# How many tries before passing?



## mjco04 (Apr 7, 2014)

Soooo. I'd like to know what discipline and how many times did you have to take the PE before passing! GO!


----------



## ATL Derek (Apr 8, 2014)

ME, TFS -&gt; hopefully just 2


----------



## NJmike PE (Apr 8, 2014)

civil, 3


----------



## Boomer01 PE (Apr 8, 2014)

Civil/Transportation - I passed on the 2nd try.


----------



## wattersa81 (Apr 8, 2014)

Power; also hoping just 2


----------



## Ship Wreck PE (Apr 8, 2014)

Ga, Power, Passed on 1st Try


----------



## ptatohed (Apr 8, 2014)

Kinda third try, kinda first try.

Oct '10 studied only for CA-Survey but took all three exams (they used to be one price for all three). Passed CA-Survey, "failed" 8Hr (Transpo), "failed" CA-Seismic

Apr '11 studied only for 8Hr (Transpo) but also took CA-Seismic. Passed 8Hr, failed CA-Seismic

Oct '11 studied only for and took only CA-Seismic. Passed CA-Seismic


----------



## xj-boonie (Apr 9, 2014)

ME, machine design: passed on first try (and 20 years after EIT!)


----------



## PEsoon2B (Apr 14, 2014)

fifty eleven times


----------



## VaStruct07 (Apr 15, 2014)

Civil (Structural), 1


----------



## kalvinjk (Apr 15, 2014)

Mechanical, first try


----------



## Krakosky (Apr 15, 2014)

ME-machine design, 1st try


----------



## solomonb (Apr 15, 2014)

Industrial, 1st try


----------



## center*ice (Apr 16, 2014)

Mechanical - Thermal and Fluids Systems, 2nd try.


----------



## cupojoe PE PMP (Apr 21, 2014)

One &amp; done.

Think about what you would do differently if you found out you failed, and do those things the first time around, don't try to skimp. The time/effort/money just isn't worth trying to figure out what the minimum you need to do. For me it was spend the money for a prep class and getting a hotel room the night before at the hotel the exam is offered at.


----------



## wonderboy (Apr 25, 2014)

2nd Try

Apr 2013 ME - Machine Design (Fail)

Oct 2013 ME - TFS (Pass)


----------



## mevans154 (Apr 28, 2014)

Controls

Passed on First Attempt!!


----------



## ptatohed (Apr 28, 2014)

I am not sure how useful this thread is. I have a strong suspicion the replies to this thread are not representative of the general examinee population. I believe that more often than not, if someone took, say, four or more times to pass (and yes they are certainly out there), they simply won’t reply to this thread.


----------



## snickerd3 (Apr 28, 2014)

chemical, 1 try


----------



## palvarez83 (Apr 29, 2014)

Mechanical - Thermal Fluids, October 2009, passed 1st try.

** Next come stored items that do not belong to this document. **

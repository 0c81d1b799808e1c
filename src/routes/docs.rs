//! Serves the generated OpenAPI document.

use crate::openapi::ApiDoc;
use axum::{routing::get, Json, Router};
use utoipa::OpenApi;

pub const DOCS_PATH: &str = "/api-docs";

async fn openapi_json() -> Json<utoipa::openapi::OpenApi> {
    Json(ApiDoc::openapi())
}

/// GET /api-docs and /api-docs/openapi.json.
pub fn docs_routes() -> Router {
    Router::new()
        .route(DOCS_PATH, get(openapi_json))
        .route("/api-docs/openapi.json", get(openapi_json))
}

Electrical - Power, April 2011, passed 1st try.
Civil - Construction 8 hour, October 2013, passed 1st try.
Civil - CA Seismic principles, April 2014, awaiting results of 1st attempt
Civil - CA Surveying principles, April 2014, awaiting results of 1st attempt


----------



## Canes017 (May 21, 2014)

ME Thermo/Fluids. Passed first try.


----------



## Predgw (May 21, 2014)

Civil-Transportation. Passed first attempt.


----------



## StarPE (May 21, 2014)

Chemical, passed 1st try


----------



## westipher97 (May 21, 2014)

Civil Transportation - Three tries


----------



## Mike M PE (May 21, 2014)

Mechanical HVAC/Refrigeration - Three tries


----------



## rmartinez05 (May 22, 2014)

EIT (Oct 2013) - 1st

PE Mechanical MD (April 2014) - 1st

Studied my tail off because I didn't want to take it again --&gt; Currently have a 1.5 year old son and 1 week old daughter at home!!

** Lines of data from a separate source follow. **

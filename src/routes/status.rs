//! Operational endpoints: liveness, database readiness and build version.

use crate::state::AppState;
use axum::{extract::State, http::StatusCode, routing::get, Json, Router};
use serde::Serialize;

/// Body of `/health` and `/ready`. `database` is only reported by `/ready`.
#[derive(Serialize, Debug, PartialEq)]
struct ServiceStatus {
    status: &'static str,
    #[serde(skip_serializing_if = "Option::is_none")]
    database: Option<&'static str>,
}

#[derive(Serialize)]
struct BuildInfo {
    name: &'static str,
    version: &'static str,
}

async fn health() -> Json<ServiceStatus> {
    Json(ServiceStatus {
        status: "ok",
        database: None,
    })
}

async fn ready(State(state): State<AppState>) -> (StatusCode, Json<ServiceStatus>) {
    let (code, status, database) = match state.db.ping().await {
        Ok(()) => (StatusCode::OK, "ok", "ok"),
        Err(e) => {
            tracing::warn!(error = %e, "database not reachable");
            (StatusCode::SERVICE_UNAVAILABLE, "degraded", "unavailable")
        }
    };
    (
        code,
        Json(ServiceStatus {
            status,
            database: Some(database),
        }),
    )
}

async fn version() -> Json<BuildInfo> {
    Json(BuildInfo {
        name: env!("CARGO_PKG_NAME"),
        version: env!("CARGO_PKG_VERSION"),
    })
}

/// `/health`, `/ready` and `/version`.
pub fn status_routes(state: AppState) -> Router {
    Router::new()
        .route("/health", get(health))
        .route("/ready", get(ready))
        .route("/version", get(version))
        .with_state(state)
}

Testmasters for both tests.


----------



## Porter_ (May 22, 2014)

palvarez83 said:


> Mechanical - Thermal Fluids, October 2009, passed 1st try.
> 
> Electrical - Power, April 2011, passed 1st try.
> Civil - Construction 8 hour, October 2013, passed 1st try.
> ...




to palvarez83 or any other engineer licensed in multiple disciplines:

do you need a bachelors degree in each discipline in order to sit for the PE exam? i have a B.S. in mechanical engineering but my job requires me to perform quite a bit of structural analysis. i'm looking to pursue a career in structural engineering in the future, wondering if that requires a B.S. in civil engineering or if i can short-circuit it and attempt to pass the PE exam for Civil: Structural.


----------



## palvarez83 (May 22, 2014)

Porter_ said:


> palvarez83 said:
> 
> 
> > Mechanical - Thermal Fluids, October 2009, passed 1st try.
> ...


As always check with your state board to be sure, however, most states do not require you to have a degree in the field that matches your PE. Some states don't require a degree at all.

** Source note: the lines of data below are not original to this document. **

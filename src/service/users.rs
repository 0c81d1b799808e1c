use super::DeleteOutcome;
use crate::error::StoreError;
use crate::model::{CreatedUser, User};
use crate::sql::SqlParam;
use crate::store::Database;
use serde_json::Value;
use sqlx::FromRow;

/// Validated input for an insert: the five required columns plus the optional ones.
/// Values are bound as sent and MySQL converts them to the column types.
#[derive(Clone, Debug)]
pub struct NewUser {
    pub identificacion: Value,
    pub nombres: Value,
    pub apellidos: Value,
    pub email: Value,
    pub telefono: Option<Value>,
    pub direccion: Option<Value>,
    pub password: Value,
    pub sexo: Option<Value>,
    pub edad: Option<Value>,
    pub estatus: Option<Value>,
    pub role_id: Option<Value>,
}

/// The columns a delete message needs.
#[derive(FromRow, Clone, Debug, PartialEq)]
pub struct UserName {
    pub id: i32,
    pub nombres: String,
    pub apellidos: String,
}

pub struct UserService;

impl UserService {
    pub async fn create(db: &Database, user: NewUser) -> Result<CreatedUser, StoreError> {
        let params: [SqlParam; 11] = [
            (&user.identificacion).into(),
            (&user.nombres).into(),
            (&user.apellidos).into(),
            (&user.email).into(),
            user.telefono.as_ref().into(),
            user.direccion.as_ref().into(),
            (&user.password).into(),
            user.sexo.as_ref().into(),
            user.edad.as_ref().into(),
            user.estatus.as_ref().into(),
            user.role_id.as_ref().into(),
        ];
        let outcome = db
            .execute(
                "INSERT INTO users \
                 (identificacion, nombres, apellidos, email, telefono, direccion, password, sexo, edad, estatus, role_id) \
                 VALUES (?, ?, ?, ?, ?, ?, ?, ?, ?, ?, ?)",
                &params,
            )
            .await?;
        Ok(CreatedUser {
            id: outcome.inserted_id()?,
            identificacion: user.identificacion,
            nombres: user.nombres,
            apellidos: user.apellidos,
            email: user.email,
        })
    }

    /// Every column, password included.
    pub async fn list(db: &Database) -> Result<Vec<User>, StoreError> {
        db.fetch_all(
            "SELECT id, identificacion, nombres, apellidos, email, telefono, direccion, password, \
             sexo, edad, estatus, role_id FROM users",
            &[],
        )
        .await
    }

    pub async fn delete(db: &Database, id: i64) -> Result<DeleteOutcome<UserName>, StoreError> {
        let found: Option<UserName> = db
            .fetch_optional("SELECT id, nombres, apellidos FROM users WHERE id = ?", &[id.into()])
            .await?;
        let Some(user) = found else {
            return Ok(DeleteOutcome::NotFound);
        };
        let outcome = db.execute("DELETE FROM users WHERE id = ?", &[id.into()]).await?;
        if outcome.rows_affected == 0 {
            return Ok(DeleteOutcome::NothingDeleted);
        }
        Ok(DeleteOutcome::Deleted(user))
    }
}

Speaking for my state of California: They don't require a degree at all. They require an EIT or waiver (if eligible ) and an equivalent 6 years expierience. They award you 4 years experience for an ABET degree in engineering (regardless of the field and PE you are applying for). That would leave you with 2 years minimum of work experience required (to be validated with 4 pe references). Now the references they do care about. In CA if you were applying for civil you would have to have 4 civil pe references.

For multiple PEs they allow you to double count education (I have a mechanical BS), but not experience. I had to submit 2 years of experice for each. They accepted my Civil application with a mechanical degree.

Conclusion: I don't think you need to bother with a civil degree.


----------



## Porter_ (May 22, 2014)

yeah i'm reading over my state's board requirements at the moment. i really appreciate the feedback palvarez83.


----------



## palvarez83 (May 22, 2014)

Porter_ said:


> yeah i'm reading over my state's board requirements at the moment. i really appreciate the feedback palvarez83.


I just saw you have WA listed as your location. Some time ago there was a gal on this board with a Civil PE from Washington. She took the structural depth and didn't have an engineering degree at all....


----------



## JMT (May 23, 2014)

Civil - Transportation 8 hour, October 2013, passed 1st try.

Civil - CA Surveying principles, October 2013, passed 1st try

Civil - CA Seismic principles, April 2014, passed 2nd try


----------



## apprentice (May 26, 2014)

Power! Passed on 1st Try.


----------



## Golden Eagle PE (May 26, 2014)

Mechanical - 1st try


----------



## iwire (May 28, 2014)

palvarez83 said:


> Mechanical - Thermal Fluids, October 2009, passed 1st try.
> 
> Electrical - Power, April 2011, passed 1st try.
> 
> ...


You must really love taking exams  ..mad respect!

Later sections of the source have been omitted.